Java compiler does not create any default method. Java compiler does create a default constructor.
  1. Can we overload a constructor in java?
    Yes, we can overload a constructor in java giving different arguments to each constructor. Let’s see how we can overload the constructor in java with help of an example.

    Example:-

    public class Add
    {
    Add(int num1,int num2){
        int sum=num1+num2;
        System.out.println("Sum of "+num1+" and "+num2+" is: "+sum);
    
    }
    
    Add(double num1,double num2){
        double sum=num1+num2;
        System.out.println("Sum of "+num1+" and "+num2+" is: "+sum);
    }
    
    Add(int num1,int num2,int num3){
        int sum=num1+num2+num3;
        System.out.println("Sum of "+num1+","+num2+" and "+num3+" is: "+sum);
    }
    
    public static void main(String[] args) {
        Add add1=new Add(5,10);
        Add add2=new Add(4.3,7.5);
        Add add3=new Add(3,4,5);
    }
    }
    
    Output:-
    
    Sum of 5 and 10 is: 15
    Sum of 4.3 and 7.5 is: 11.8
    Sum of 3,4 and 5 is: 12

    In the above example, we created different constructor with different arguments and while we create object of class it calls particular constructor based on given arguments. In the output, we can see that each object prints a statement based on given arguments.

  2. Can we override a constructor in java?
    No, we can not override the constructor in java.

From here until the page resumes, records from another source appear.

//! Kernel functions whose body is a prompt sent to a chat completion service.

use super::arguments::KernelArguments;
use super::function::{FunctionMetadata, FunctionResult, KernelFunction};
use crate::contents::ChatHistory;
use crate::error::{FunctionError, KernelError};
use crate::function_calling::FunctionCallingLoop;
use crate::kernel::Kernel;
use crate::prompt_template::{PromptTemplate, PromptTemplateConfig, TemplateFormat};
use crate::services::{PromptExecutionSettings, ServiceType};
use uuid::Uuid;

/// A function that renders a template, sends it to a chat completion service and
/// returns the assistant message.
pub struct KernelFunctionFromPrompt {
    metadata: FunctionMetadata,
    template: Box<dyn PromptTemplate>,
    execution_settings: Vec<PromptExecutionSettings>,
}

impl KernelFunctionFromPrompt {
    /// Creates a function from a template in the given format.
    pub fn new(
        template: impl Into<String>,
        template_format: TemplateFormat,
    ) -> Result<Self, KernelError> {
        Self::from_config(PromptTemplateConfig::new(template, template_format))
    }

    /// Creates a function from a template config.
    ///
    /// Unnamed functions get a random `function_` name.
    pub fn from_config(config: PromptTemplateConfig) -> Result<Self, KernelError> {
        let template = config.create_template()?;
        let name = config
            .name
            .unwrap_or_else(|| format!("function_{}", Uuid::new_v4().simple()));
        let description = config
            .description
            .unwrap_or_else(|| "Generic function, unknown purpose".to_owned());
        Ok(Self {
            metadata: FunctionMetadata::new(name, description),
            template,
            execution_settings: Vec::new(),
        })
    }

    /// Renames the function.
    pub fn with_name(mut self, name: impl Into<String>) -> Self {
        self.metadata.name = name.into();
        self
    }

    /// Sets the settings preferred by the function, which take precedence over the
    /// settings passed in the arguments.
    pub fn with_execution_settings(
        mut self,
        settings: impl IntoIterator<Item = PromptExecutionSettings>,
    ) -> Self {
        self.execution_settings = settings.into_iter().collect();
        self
    }

    async fn invoke_prompt(
        &self,
        kernel: &Kernel,
        arguments: &KernelArguments,
    ) -> Result<FunctionResult, KernelError> {
        let candidates: &[PromptExecutionSettings] = if self.execution_settings.is_empty() {
            arguments.execution_settings()
        } else {
            &self.execution_settings
        };
        let selection = kernel
            .services()
            .try_select(ServiceType::ChatCompletion, candidates)
            .ok_or(KernelError::ServiceNotFound(ServiceType::ChatCompletion))?;

        let rendered_prompt = self.template.render(kernel, arguments)?;
        tracing::debug!(
            target: "semkern",
            function = %self.metadata.name,
            service_id = selection.service.service_id(),
            "rendered prompt"
        );

        let mut chat_history = ChatHistory::new();
        chat_history.add_user_message(rendered_prompt.clone());
        let message = FunctionCallingLoop::new(selection.service.as_ref())
            .with_kernel(kernel)
            .with_settings(selection.settings.as_ref())
            .run(&mut chat_history)
            .await?;

        let mut result = FunctionResult::new(message);
        result.rendered_prompt = Some(rendered_prompt);
        Ok(result)
    }
}

impl std::fmt::Debug for KernelFunctionFromPrompt {
    fn fmt(&self, f: &mut std::fmt::Formatter<'_>) -> std::fmt::Result {
        f.debug_struct("KernelFunctionFromPrompt")
            .field("metadata", &self.metadata)
            .field("execution_settings", &self.execution_settings)
            .finish_non_exhaustive()
    }
}

#[async_trait::async_trait]
impl KernelFunction for KernelFunctionFromPrompt {
    fn metadata(&self) -> &FunctionMetadata {
        &self.metadata
    }

    fn execution_settings(&self) -> &[PromptExecutionSettings] {
        &self.execution_settings
    }

    async fn invoke_core(
        &self,
        kernel: &Kernel,
        arguments: &KernelArguments,
    ) -> Result<FunctionResult, FunctionError> {
        Ok(self.invoke_prompt(kernel, arguments).await?)
    }
}
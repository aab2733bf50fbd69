//! Error types shared across the kernel.
//!
//! Configuration mistakes surface as [`KernelError`] and are returned to the caller.
//! Failures of a single function body are [`FunctionError`]s; during auto-invocation
//! they are folded into the chat history instead of being raised.

use crate::prompt_template::TemplateError;
use crate::services::ServiceType;
use thiserror::Error;

/// Errors raised while configuring or driving the kernel.
#[derive(Debug, Error)]
pub enum KernelError {
    /// A plugin was registered without any functions.
    #[error("plugin `{0}` does not contain any functions")]
    EmptyPlugin(String),

    /// A plugin with the same name has already been registered.
    #[error("plugin `{0}` has already been added")]
    DuplicatePlugin(String),

    /// Two functions in one plugin share a name.
    #[error("function `{function}` has already been added to plugin `{plugin}`")]
    DuplicateFunction {
        /// Name of the plugin being registered.
        plugin: String,
        /// Name of the duplicated function.
        function: String,
    },

    /// A service with the same id has already been registered.
    #[error("service id `{0}` is already registered")]
    DuplicateService(String),

    /// Two execution settings target the same service id.
    #[error("execution settings for service id `{0}` already exist")]
    DuplicateExecutionSettings(String),

    /// A function named explicitly for auto-invocation is not in the kernel.
    #[error("the specified function {0} is not available in the kernel")]
    FunctionNotAvailable(String),

    /// A fully-qualified function name could not be parsed.
    #[error("invalid function name: {0}")]
    InvalidFunctionName(String),

    /// Function calls were to be auto-invoked without a kernel.
    #[error("auto-invocation is not supported when no kernel is provided")]
    KernelRequired,

    /// No registered service satisfies the request.
    #[error("no {0} service is registered that satisfies the request")]
    ServiceNotFound(ServiceType),

    /// The completion backend failed.
    #[error(transparent)]
    Completion(#[from] CompletionError),

    /// A function invoked directly through the kernel failed.
    #[error(transparent)]
    Function(#[from] FunctionError),

    /// A prompt template could not be rendered.
    #[error(transparent)]
    Template(#[from] TemplateError),

    /// The TOML configuration is malformed.
    #[error("invalid configuration: {0}")]
    Config(#[from] toml::de::Error),

    /// The configuration file could not be read.
    #[error("failed to read configuration: {0}")]
    Io(#[from] std::io::Error),
}

/// Errors raised by a function body.
#[derive(Debug, Error)]
pub enum FunctionError {
    /// The arguments do not match what the function expects.
    #[error("invalid arguments: {0}")]
    InvalidArguments(String),

    /// The function ran and failed.
    #[error("{0}")]
    ExecutionFailed(String),

    /// Arguments or results could not be (de)serialized.
    #[error("JSON error: {0}")]
    Json(#[from] serde_json::Error),

    /// The function called back into the kernel and that call failed.
    #[error(transparent)]
    Kernel(Box<KernelError>),

    /// Any other error produced by user code.
    #[error(transparent)]
    Other(Box<dyn std::error::Error + Send + Sync + 'static>),
}

impl FunctionError {
    /// Creates an [`FunctionError::ExecutionFailed`] from a message.
    pub fn failed(message: impl Into<String>) -> Self {
        FunctionError::ExecutionFailed(message.into())
    }
}

impl From<KernelError> for FunctionError {
    fn from(err: KernelError) -> Self {
        match err {
            KernelError::Function(err) => err,
            err => FunctionError::Kernel(Box::new(err)),
        }
    }
}

impl From<TemplateError> for FunctionError {
    fn from(err: TemplateError) -> Self {
        FunctionError::Kernel(Box::new(KernelError::Template(err)))
    }
}

/// Errors raised by a chat completion backend.
#[derive(Debug, Error)]
pub enum CompletionError {
    /// Json error (e.g.: serialization, deserialization)
    #[error("JsonError: {0}")]
    JsonError(#[from] serde_json::Error),

    /// Error building or sending the completion request
    #[error("RequestError: {0}")]
    RequestError(#[from] Box<dyn std::error::Error + Send + Sync + 'static>),

    /// Error parsing the completion response
    #[error("ResponseError: {0}")]
    ResponseError(String),

    /// Error returned by the completion model provider
    #[error("ProviderError: {0}")]
    ProviderError(String),
}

If we try to override the superclass constructor in the subclass then the subclass will treat the superclass constructor as a method because it does not have the same name as the subclass name and throw a compile time error return type is required.

    Example:-

    public class Super{
    Super(){
        System.out.println("Superclass constructor");
    }
    }
    
    public class Sub extends Super
    {
    Super(){
        System.out.println("Trying to override superclass constructor");
    }
    }
    
    Output:-
    
    Main.java:16: error: invalid method declaration; return type required
    Super(){
    ^
    1 error
    
  3. Can we use the return type in a constructor?
    No, we can not use any return type with the constructor because the constructor always returns an instance of the current class.